It’s best to identify them early—the sooner, the better—so they can be fixed before causing too much damage.

This is where bug reports come into play.

Bug reports provide developers with crucial information about the cause of an error so that they can reproduce and resolve it in a timely manner.

However, if there is no structured method for creating bug reports, developers may spend hours trying to decipher the problem from an overwhelming sea of information.

That’s why, in this article, we’ll cover the basics of how to create quality bug reports which enable quick and efficient issue resolution.

Stay tuned!

What is a bug report?

You may wonder, but what exactly is a bug report?

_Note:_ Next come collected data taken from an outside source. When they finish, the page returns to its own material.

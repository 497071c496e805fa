// This Source Code Form is subject to the terms of the Mozilla Public
// License, v. 2.0. If a copy of the MPL was not distributed with this
// file, You can obtain one at https://mozilla.org/MPL/2.0/.

use std::collections::BTreeMap;
use std::fmt;
use std::net::Ipv4Addr;

use chrono::{DateTime, Utc};
use schemars::JsonSchema;
use serde::{Deserialize, Serialize};
use serde_json::{Map, Value};
use uuid::Uuid;

use crate::nic::{MacAddr, Nic};

/// Record fields that are expected to differ after a VM has been sent and
/// received, and so never take part in equivalence checks.
pub const VOLATILE_FIELDS: &[&str] = &["last_modified", "zoneid"];

/// The kind of virtualization backing a VM.
#[derive(
    Clone,
    Copy,
    Debug,
    PartialEq,
    Eq,
    Hash,
    Serialize,
    Deserialize,
    JsonSchema,
    strum::Display,
    strum::EnumString,
)]
#[serde(rename_all = "kebab-case")]
#[strum(serialize_all = "kebab-case")]
pub enum Brand {
    /// A full OS container.
    Joyent,
    /// An OS container with a minimal service set.
    JoyentMinimal,
    /// A hardware-virtualized guest.
    Kvm,
}

impl Brand {
    /// True for brands that run a guest kernel on virtual hardware.
    pub fn is_hvm(self) -> bool {
        matches!(self, Brand::Kvm)
    }
}

/// A virtual disk attached to a hardware-virtualized VM.
#[derive(Clone, Debug, PartialEq, Eq, Serialize, Deserialize, JsonSchema)]
pub struct Disk {
    /// The device path of the backing volume.
    pub path: String,

    /// Size in MiB.
    pub size: u64,

    #[serde(default, skip_serializing_if = "Option::is_none")]
    pub boot: Option<bool>,

    #[serde(default, skip_serializing_if = "Option::is_none")]
    pub image_uuid: Option<Uuid>,

    #[serde(default, skip_serializing_if = "Option::is_none")]
    pub model: Option<String>,
}

/// Settings that only exist for hardware-virtualized VMs.
#[derive(
    Clone, Debug, Default, PartialEq, Eq, Serialize, Deserialize, JsonSchema,
)]
pub struct KvmSpec {
    #[serde(default, skip_serializing_if = "Option::is_none")]
    pub vcpus: Option<u32>,

    #[serde(default, skip_serializing_if = "Option::is_none")]
    pub disk_driver: Option<String>,

    #[serde(default, skip_serializing_if = "Option::is_none")]
    pub nic_driver: Option<String>,

    #[serde(default, skip_serializing_if = "Vec::is_empty")]
    pub disks: Vec<Disk>,
}

/// The brand of a VM together with the settings only that brand accepts.
///
/// Flattened into [`VmRecord`] so the serialized record carries a `brand`
/// tag next to the brand-specific fields.
#[derive(Clone, Debug, PartialEq, Eq, Serialize, Deserialize, JsonSchema)]
#[serde(tag = "brand", rename_all = "kebab-case")]
pub enum BrandSpec {
    Joyent,
    JoyentMinimal,
    Kvm(KvmSpec),
}

impl BrandSpec {
    pub fn kind(&self) -> Brand {
        match self {
            BrandSpec::Joyent => Brand::Joyent,
            BrandSpec::JoyentMinimal => Brand::JoyentMinimal,
            BrandSpec::Kvm(_) => Brand::Kvm,
        }
    }
}

/// Lifecycle state of a VM as reported by the host.
#[derive(
    Clone,
    Copy,
    Debug,
    PartialEq,
    Eq,
    Hash,
    Serialize,
    Deserialize,
    JsonSchema,
    strum::Display,
    strum::EnumString,
)]
#[serde(rename_all = "snake_case")]
#[strum(serialize_all = "snake_case")]
pub enum VmState {
    Configured,
    Provisioning,
    Installed,
    Ready,
    Running,
    ShuttingDown,
    Stopping,
    Stopped,
    Receiving,
    Failed,
}

impl VmState {
    /// Running and stopped are the only states a VM rests in; everything
    /// else is on its way somewhere.
    pub fn is_settled(self) -> bool {
        matches!(self, VmState::Running | VmState::Stopped)
    }
}

/// Marks a state change the host has begun but not finished.
#[derive(Clone, Debug, PartialEq, Eq, Serialize, Deserialize, JsonSchema)]
pub struct Transition {
    /// The state the VM is moving to.
    pub to: VmState,
}

/// A scalar property value. Properties hold strings, numbers, or booleans.
#[derive(Clone, Debug, PartialEq, Eq, Serialize, Deserialize, JsonSchema)]
#[serde(untagged)]
pub enum ScalarValue {
    Bool(bool),
    Number(serde_json::Number),
    String(String),
}

impl ScalarValue {
    /// Converts a JSON value to a scalar, returning `None` for arrays,
    /// objects, and null.
    pub fn from_json(value: &Value) -> Option<Self> {
        match value {
            Value::Bool(b) => Some(ScalarValue::Bool(*b)),
            Value::Number(n) => Some(ScalarValue::Number(n.clone())),
            Value::String(s) => Some(ScalarValue::String(s.clone())),
            Value::Null | Value::Array(_) | Value::Object(_) => None,
        }
    }
}

impl fmt::Display for ScalarValue {
    fn fmt(&self, f: &mut fmt::Formatter<'_>) -> fmt::Result {
        match self {
            ScalarValue::Bool(b) => b.fmt(f),
            ScalarValue::Number(n) => n.fmt(f),
            ScalarValue::String(s) => s.fmt(f),
        }
    }
}

/// The authoritative specification and state of one VM.
#[derive(Clone, Debug, PartialEq, Eq, Serialize, Deserialize, JsonSchema)]
pub struct VmRecord {
    pub uuid: Uuid,

    #[serde(flatten)]
    pub brand: BrandSpec,

    pub state: VmState,

    #[serde(default, skip_serializing_if = "Option::is_none")]
    pub transition: Option<Transition>,

    pub autoboot: bool,

    /// Memory sizes, all in MiB.
    pub ram: u64,
    pub max_physical_memory: u64,
    pub max_locked_memory: u64,
    pub max_swap: u64,
    pub tmpfs: u64,

    /// Storage cap in GiB; zero means no quota.
    pub quota: u64,

    #[serde(default)]
    pub nics: Vec<Nic>,

    #[serde(default, skip_serializing_if = "Vec::is_empty")]
    pub resolvers: Vec<Ipv4Addr>,

    #[serde(default)]
    pub customer_metadata: BTreeMap<String, String>,

    /// Free-form scalar properties (alias, hostname, owner_uuid, ...).
    #[serde(default)]
    pub properties: BTreeMap<String, ScalarValue>,

    pub last_modified: DateTime<Utc>,

    /// Runtime identifier assigned by the host while the VM is booted.
    #[serde(default, skip_serializing_if = "Option::is_none")]
    pub zoneid: Option<i32>,
}

impl VmRecord {
    pub fn brand_kind(&self) -> Brand {
        self.brand.kind()
    }

    pub fn nic(&self, mac: &MacAddr) -> Option<&Nic> {
        self.nics.iter().find(|n| &n.mac == mac)
    }

    /// The NIC used for default routing: the one marked primary, or the
    /// first NIC if none is marked.
    pub fn routing_primary(&self) -> Option<&Nic> {
        self.nics
            .iter()
            .find(|n| n.is_primary())
            .or_else(|| self.nics.first())
    }

    /// True once the VM rests in a settled state with no transition pending.
    pub fn is_settled(&self) -> bool {
        self.transition.is_none() && self.state.is_settled()
    }
}

/// A partial update: a mapping from field name to the requested new value.
///
/// Values are kept as raw JSON so that heterogeneous input (numbers passed as
/// strings, unknown keys) reaches the validator intact. A JSON `null` unsets
/// a scalar property.
#[derive(Clone, Debug, Default, PartialEq, Serialize, Deserialize, JsonSchema)]
#[serde(transparent)]
pub struct UpdateRequest(pub Map<String, Value>);

impl UpdateRequest {
    pub fn new() -> Self {
        Self::default()
    }

    /// Builds a request from a JSON object; any other JSON value yields
    /// `None`.
    pub fn from_json(value: Value) -> Option<Self> {
        match value {
            Value::Object(map) => Some(Self(map)),
            _ => None,
        }
    }

    pub fn set(mut self, key: impl Into<String>, value: impl Into<Value>) -> Self {
        self.0.insert(key.into(), value.into());
        self
    }

    /// Requests removal of a scalar property.
    pub fn unset(mut self, key: impl Into<String>) -> Self {
        self.0.insert(key.into(), Value::Null);
        self
    }

    pub fn get(&self, key: &str) -> Option<&Value> {
        self.0.get(key)
    }

    pub fn is_empty(&self) -> bool {
        self.0.is_empty()
    }
}

/// A request to create a new VM.
///
/// Everything beyond the identity, brand, and base sizing is expressed in the
/// same vocabulary as an update: `nics` entries are added as if passed in
/// `add_nics`, `customer_metadata` is set as if passed in
/// `set_customer_metadata`, hardware-virtualized settings (`vcpus`, `disks`,
/// drivers) are picked out for the `kvm` brand, and remaining keys become
/// properties.
#[derive(Clone, Debug, PartialEq, Serialize, Deserialize, JsonSchema)]
pub struct CreateRequest {
    #[serde(default)]
    pub uuid: Option<Uuid>,

    pub brand: Brand,

    #[serde(default = "default_autoboot")]
    pub autoboot: bool,

    pub ram: u64,

    #[serde(default)]
    pub quota: u64,

    #[serde(flatten)]
    pub rest: Map<String, Value>,
}

fn default_autoboot() -> bool {
    true
}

In a nutshell, it’s a record of all the relevant details about a software bug, including what caused it, when and why it happened, and what effect it had on the system.

For example, if a user clicks on the button and the page doesn’t load (as shown in the image below), this might be a bug.

user clicks on the button and the page doesn't load
Source: Usersnap

If the text is too small to read, this can also qualify as one.

A bug report will contain information about these issues, as well as any other relevant data that might help developers locate and repair issues, such as reproduction steps, technical information, and even screenshots or videos of the bug in action.

The following image does a great job of illustrating what a bug report might look like.

bug report example
Source: Marker

In this case, the bug report is related to an application showing an error when a user tried to upgrade the pricing plan.

It contains data about the bug environment, user interactions, and other details that might help developers find the root cause of this issue.

Bug and crash reporting tool for your mobile app.

This example is also interesting because it shows that a bug report should be simple, clear, and concise.

This is because, in general, developers are busy and may not have the time to read lengthy bug reports.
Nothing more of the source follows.